## WHAT IS BEING ASKED
The expected output is the line with "fn cells(&self, buffer: Buffer)" followed by every remaining line of the entries, all repeated exactly.
Start of DATA SECTION
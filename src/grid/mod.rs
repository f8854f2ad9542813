//! Double-buffered cell grid
//!
//! This module provides the simulation's storage:
//! - [`Cell`]: binary cell state
//! - [`Buffer`]: selects the `current` or `next` generation
//! - [`Grid`]: two equally sized buffers with bounds-checked access
//!
//! # Coordinates
//!
//! Cells are addressed by signed `(x, y)` so that neighbor offsets can step
//! past the border. Any coordinate outside `0 <= x < width`, `0 <= y < height`
//! reads as [`Cell::Dead`] and ignores writes; edge cells simply have fewer
//! living neighbors. The grid does not wrap.
//!
//! # Buffers
//!
//! ```text
//! current ──read──▶ rule engine ──write──▶ next
//!    ▲                                      │
//!    └──────────────── publish ─────────────┘
//! ```
//!
//! `current` is the generation that was last rendered; `next` is only ever
//! written while a generation is being computed and only becomes `current`
//! through [`Grid::publish`].

use rand::Rng;

/// State of a single grid position
#[derive(Debug, Clone, Copy, PartialEq, Eq, Hash, Default)]
pub enum Cell {
    #[default]
    Dead,
    Alive,
}

impl Cell {
    pub fn is_alive(self) -> bool {
        matches!(self, Cell::Alive)
    }

    /// Glyph used when the cell is drawn or dumped as text
    pub fn glyph(self, alive: char, dead: char) -> char {
        match self {
            Cell::Alive => alive,
            Cell::Dead => dead,
        }
    }
}

impl From<bool> for Cell {
    fn from(alive: bool) -> Self {
        if alive {
            Cell::Alive
        } else {
            Cell::Dead
        }
    }
}

/// Which of the two generation buffers an operation targets
#[derive(Debug, Clone, Copy, PartialEq, Eq)]
pub enum Buffer {
    /// Last published (rendered) generation; the neighbor-counting source
    Current,
    /// Generation under construction
    Next,
}

/// Fixed-size pair of generation buffers
#[derive(Debug, Clone, PartialEq, Eq)]
pub struct Grid {
    width: usize,
    height: usize,
    current: Vec<Cell>,
    next: Vec<Cell>,
}

impl Grid {
    /// Create a grid with every cell dead in both buffers
    pub fn new(width: usize, height: usize) -> Self {
        Grid {
            width,
            height,
            current: vec![Cell::Dead; width * height],
            next: vec![Cell::Dead; width * height],
        }
    }

    /// Create a grid and randomize it with [`Grid::initialize`]
    pub fn random<R: Rng + ?Sized>(
        width: usize,
        height: usize,
        fill_percent: u8,
        rng: &mut R,
    ) -> Self {
        let mut grid = Grid::new(width, height);
        grid.initialize(fill_percent, rng);
        grid
    }

    /// Build a grid from text rows, one row per string.
    ///
    /// `x`, `X`, `#`, `O` and `*` are alive; anything else is dead. Short rows
    /// are padded with dead cells up to the longest row.
    pub fn from_rows(rows: &[&str]) -> Self {
        let width = rows.iter().map(|r| r.chars().count()).max().unwrap_or(0);
        let mut grid = Grid::new(width, rows.len());
        for (y, row) in rows.iter().enumerate() {
            for (x, ch) in row.chars().enumerate() {
                let alive = matches!(ch, 'x' | 'X' | '#' | 'O' | '*');
                grid.current[y * width + x] = Cell::from(alive);
            }
        }
        grid
    }

    /// Re-randomize the `current` buffer and clear `next`.
    ///
    /// Each cell is independently alive when a uniform draw from `1..=100`
    /// is at most `fill_percent`, so 0 leaves the grid empty and 100 fills it.
    pub fn initialize<R: Rng + ?Sized>(&mut self, fill_percent: u8, rng: &mut R) {
        let fill = fill_percent.min(100);
        for cell in self.current.iter_mut() {
            *cell = Cell::from(rng.gen_range(1..=100u8) <= fill);
        }
        self.next.fill(Cell::Dead);
    }

    pub fn width(&self) -> usize {
        self.width
    }

    pub fn height(&self) -> usize {
        self.height
    }

    /// Pure bounds check
    pub fn is_valid_coordinate(&self, x: isize, y: isize) -> bool {
        x >= 0 && y >= 0 && (x as usize) < self.width && (y as usize) < self.height
    }

    /// Read a cell; invalid coordinates read as dead
    pub fn read(&self, buffer: Buffer, x: isize, y: isize) -> Cell {
        match self.index(x, y) {
            Some(i) => self.cells(buffer)[i],
            None => Cell::Dead,
        }
    }

    /// Write a cell; invalid coordinates are ignored
    pub fn write(&mut self, buffer: Buffer, x: isize, y: isize, cell: Cell) {
        if let Some(i) = self.index(x, y) {
            self.cells_mut(buffer)[i] = cell;
        }
    }

    /// True iff no cell in `buffer` is alive
    pub fn all_dead(&self, buffer: Buffer) -> bool {
        !self.cells(buffer).iter().any(|c| c.is_alive())
    }

    /// Number of living cells in `buffer`
    pub fn population(&self, buffer: Buffer) -> usize {
        self.cells(buffer).iter().filter(|c| c.is_alive()).count()
    }

    /// Make the fully computed `next` generation the new `current`.
    ///
    /// The buffers trade places, so afterwards `next` holds the previous
    /// generation until the following computation overwrites it.
    pub fn publish(&mut self) {
        std::mem::swap(&mut self.current, &mut self.next);
    }

    /// Iterate the rows of `buffer` from top to bottom
    pub fn rows(&self, buffer: Buffer) -> impl Iterator<Item = &[Cell]> {
        // chunks(0) panics
        let width = self.width.max(1);
        self.cells(buffer).chunks(width)
    }

    /// Text rendering of `buffer`, rows separated by `\n`
    pub fn dump(&self, buffer: Buffer, alive: char, dead: char) -> String {
        let mut out = String::with_capacity((self.width + 1) * self.height);
        for (y, row) in self.rows(buffer).enumerate() {
            if y > 0 {
                out.push('\n');
            }
            for cell in row {
                out.push(cell.glyph(alive, dead));
            }
        }
        out
    }

    fn index(&self, x: isize, y: isize) -> Option<usize> {
        if self.is_valid_coordinate(x, y) {
            Some(y as usize * self.width + x as usize)
        } else {
            None
        }
    }

    fn cells(&self, buffer: Buffer) -> &[Cell] {
        match buffer {
            Buffer::Current => &self.current,
            Buffer::Next => &self.next,
        }
    }

    fn cells_mut(&mut self, buffer: Buffer) -> &mut [Cell] {
        match buffer {
            Buffer::Current => &mut self.current,
            Buffer::Next => &mut self.next,
        }
    }
}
End of DATA SECTION
## TASK OUTPUT
    fn cells(&self, buffer: Buffer) -> &[Cell] {
        match buffer {
            Buffer::Current => &self.current,
            Buffer::Next => &self.next,
        }
    }

    fn cells_mut(&mut self, buffer: Buffer) -> &mut [Cell] {
        match buffer {
            Buffer::Current => &mut self.current,
            Buffer::Next => &mut self.next,
        }
    }
}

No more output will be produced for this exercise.